■ THE TASK ■
Exactly as they appear, output all of the entries.

─── PROVIDED ENTRIES

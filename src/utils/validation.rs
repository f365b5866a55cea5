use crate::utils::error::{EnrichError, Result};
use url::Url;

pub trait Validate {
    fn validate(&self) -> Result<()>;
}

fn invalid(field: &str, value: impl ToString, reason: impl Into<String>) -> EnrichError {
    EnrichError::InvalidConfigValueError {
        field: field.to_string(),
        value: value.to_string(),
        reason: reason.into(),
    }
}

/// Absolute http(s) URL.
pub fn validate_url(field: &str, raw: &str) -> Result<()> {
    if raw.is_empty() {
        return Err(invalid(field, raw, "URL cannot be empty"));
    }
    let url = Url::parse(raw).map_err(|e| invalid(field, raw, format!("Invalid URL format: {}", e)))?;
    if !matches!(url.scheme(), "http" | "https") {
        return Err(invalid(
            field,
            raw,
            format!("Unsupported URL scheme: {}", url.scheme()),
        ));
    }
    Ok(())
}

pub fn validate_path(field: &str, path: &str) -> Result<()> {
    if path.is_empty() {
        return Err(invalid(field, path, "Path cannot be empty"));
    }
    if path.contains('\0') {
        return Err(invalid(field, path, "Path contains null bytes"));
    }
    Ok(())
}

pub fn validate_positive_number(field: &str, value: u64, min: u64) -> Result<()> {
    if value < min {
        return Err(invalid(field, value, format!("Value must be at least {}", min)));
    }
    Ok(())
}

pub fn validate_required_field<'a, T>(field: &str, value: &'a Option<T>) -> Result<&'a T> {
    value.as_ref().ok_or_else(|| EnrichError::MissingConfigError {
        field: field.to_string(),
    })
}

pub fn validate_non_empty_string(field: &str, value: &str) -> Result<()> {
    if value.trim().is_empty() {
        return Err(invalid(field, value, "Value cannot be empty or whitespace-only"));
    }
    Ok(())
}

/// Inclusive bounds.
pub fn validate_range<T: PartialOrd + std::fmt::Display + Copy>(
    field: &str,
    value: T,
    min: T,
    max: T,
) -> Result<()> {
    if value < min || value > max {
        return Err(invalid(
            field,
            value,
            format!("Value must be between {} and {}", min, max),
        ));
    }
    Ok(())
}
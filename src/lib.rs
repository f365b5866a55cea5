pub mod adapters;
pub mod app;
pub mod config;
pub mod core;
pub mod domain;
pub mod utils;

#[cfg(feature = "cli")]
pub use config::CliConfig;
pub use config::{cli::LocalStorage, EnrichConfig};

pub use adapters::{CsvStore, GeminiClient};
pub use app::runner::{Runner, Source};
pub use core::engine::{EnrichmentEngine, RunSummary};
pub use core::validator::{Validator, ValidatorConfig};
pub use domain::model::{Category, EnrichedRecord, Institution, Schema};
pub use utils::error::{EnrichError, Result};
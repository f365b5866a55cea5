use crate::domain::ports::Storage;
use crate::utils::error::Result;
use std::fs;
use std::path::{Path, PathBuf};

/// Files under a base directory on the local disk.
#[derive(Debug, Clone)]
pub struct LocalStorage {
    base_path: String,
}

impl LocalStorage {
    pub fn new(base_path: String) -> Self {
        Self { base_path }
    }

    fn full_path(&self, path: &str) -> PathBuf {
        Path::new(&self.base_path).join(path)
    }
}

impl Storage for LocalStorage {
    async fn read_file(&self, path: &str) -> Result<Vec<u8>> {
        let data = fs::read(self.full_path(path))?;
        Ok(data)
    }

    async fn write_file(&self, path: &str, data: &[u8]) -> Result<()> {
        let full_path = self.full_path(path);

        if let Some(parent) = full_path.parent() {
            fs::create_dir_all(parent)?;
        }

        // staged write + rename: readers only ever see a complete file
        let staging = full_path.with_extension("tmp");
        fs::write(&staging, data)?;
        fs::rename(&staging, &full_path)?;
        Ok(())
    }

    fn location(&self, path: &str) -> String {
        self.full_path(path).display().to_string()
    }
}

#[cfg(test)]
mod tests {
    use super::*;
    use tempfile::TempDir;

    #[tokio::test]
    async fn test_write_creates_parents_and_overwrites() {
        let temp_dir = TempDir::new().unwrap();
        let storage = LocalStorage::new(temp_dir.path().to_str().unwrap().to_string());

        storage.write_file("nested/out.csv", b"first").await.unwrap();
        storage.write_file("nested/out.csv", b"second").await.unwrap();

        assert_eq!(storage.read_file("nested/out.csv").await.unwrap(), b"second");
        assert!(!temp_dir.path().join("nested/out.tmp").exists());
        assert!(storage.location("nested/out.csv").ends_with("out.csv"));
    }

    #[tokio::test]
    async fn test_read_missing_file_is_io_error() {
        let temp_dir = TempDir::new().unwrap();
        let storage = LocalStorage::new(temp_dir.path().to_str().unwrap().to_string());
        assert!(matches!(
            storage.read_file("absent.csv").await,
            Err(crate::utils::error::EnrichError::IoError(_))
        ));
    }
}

──────

■ WRITTEN ANSWER ■
filename src/utils/validation.rs
repository f365b5866a55cea5
use crate::utils::error::{EnrichError, Result};
use url::Url;

pub trait Validate {
    fn validate(&self) -> Result<()>;
}

fn invalid(field: &str, value: impl ToString, reason: impl Into<String>) -> EnrichError {
    EnrichError::InvalidConfigValueError {
        field: field.to_string(),
        value: value.to_string(),
        reason: reason.into(),
    }
}

/// Absolute http(s) URL.
pub fn validate_url(field: &str, raw: &str) -> Result<()> {
    if raw.is_empty() {
        return Err(invalid(field, raw, "URL cannot be empty"));
    }
    let url = Url::parse(raw).map_err(|e| invalid(field, raw, format!("Invalid URL format: {}", e)))?;
    if !matches!(url.scheme(), "http" | "https") {
        return Err(invalid(
            field,
            raw,
            format!("Unsupported URL scheme: {}", url.scheme()),
        ));
    }
    Ok(())
}

pub fn validate_path(field: &str, path: &str) -> Result<()> {
    if path.is_empty() {
        return Err(invalid(field, path, "Path cannot be empty"));
    }
    if path.contains('\0') {
        return Err(invalid(field, path, "Path contains null bytes"));
    }
    Ok(())
}

pub fn validate_positive_number(field: &str, value: u64, min: u64) -> Result<()> {
    if value < min {
        return Err(invalid(field, value, format!("Value must be at least {}", min)));
    }
    Ok(())
}

pub fn validate_required_field<'a, T>(field: &str, value: &'a Option<T>) -> Result<&'a T> {
    value.as_ref().ok_or_else(|| EnrichError::MissingConfigError {
        field: field.to_string(),
    })
}

pub fn validate_non_empty_string(field: &str, value: &str) -> Result<()> {
    if value.trim().is_empty() {
        return Err(invalid(field, value, "Value cannot be empty or whitespace-only"));
    }
    Ok(())
}

/// Inclusive bounds.
pub fn validate_range<T: PartialOrd + std::fmt::Display + Copy>(
    field: &str,
    value: T,
    min: T,
    max: T,
) -> Result<()> {
    if value < min || value > max {
        return Err(invalid(
            field,
            value,
            format!("Value must be between {} and {}", min, max),
        ));
    }
    Ok(())
}
filename src/lib.rs
repository f365b5866a55cea5
pub mod adapters;
pub mod app;
pub mod config;
pub mod core;
pub mod domain;
pub mod utils;

#[cfg(feature = "cli")]
pub use config::CliConfig;
pub use config::{cli::LocalStorage, EnrichConfig};

pub use adapters::{CsvStore, GeminiClient};
pub use app::runner::{Runner, Source};
pub use core::engine::{EnrichmentEngine, RunSummary};
pub use core::validator::{Validator, ValidatorConfig};
pub use domain::model::{Category, EnrichedRecord, Institution, Schema};
pub use utils::error::{EnrichError, Result};
repository f365b5866a55cea5
use crate::domain::ports::Storage;
use crate::utils::error::Result;
use std::fs;
use std::path::{Path, PathBuf};

/// Files under a base directory on the local disk.
#[derive(Debug, Clone)]
pub struct LocalStorage {
    base_path: String,
}

impl LocalStorage {
    pub fn new(base_path: String) -> Self {
        Self { base_path }
    }

    fn full_path(&self, path: &str) -> PathBuf {
        Path::new(&self.base_path).join(path)
    }
}

impl Storage for LocalStorage {
    async fn read_file(&self, path: &str) -> Result<Vec<u8>> {
        let data = fs::read(self.full_path(path))?;
        Ok(data)
    }

    async fn write_file(&self, path: &str, data: &[u8]) -> Result<()> {
        let full_path = self.full_path(path);

        if let Some(parent) = full_path.parent() {
            fs::create_dir_all(parent)?;
        }

        // staged write + rename: readers only ever see a complete file
        let staging = full_path.with_extension("tmp");
        fs::write(&staging, data)?;
        fs::rename(&staging, &full_path)?;
        Ok(())
    }

    fn location(&self, path: &str) -> String {
        self.full_path(path).display().to_string()
    }
}

#[cfg(test)]
mod tests {
    use super::*;
    use tempfile::TempDir;

    #[tokio::test]
    async fn test_write_creates_parents_and_overwrites() {
        let temp_dir = TempDir::new().unwrap();
        let storage = LocalStorage::new(temp_dir.path().to_str().unwrap().to_string());

        storage.write_file("nested/out.csv", b"first").await.unwrap();
        storage.write_file("nested/out.csv", b"second").await.unwrap();

        assert_eq!(storage.read_file("nested/out.csv").await.unwrap(), b"second");
        assert!(!temp_dir.path().join("nested/out.tmp").exists());
        assert!(storage.location("nested/out.csv").ends_with("out.csv"));
    }

    #[tokio::test]
    async fn test_read_missing_file_is_io_error() {
        let temp_dir = TempDir::new().unwrap();
        let storage = LocalStorage::new(temp_dir.path().to_str().unwrap().to_string());
        assert!(matches!(
            storage.read_file("absent.csv").await,
            Err(crate::utils::error::EnrichError::IoError(_))
        ));
    }
}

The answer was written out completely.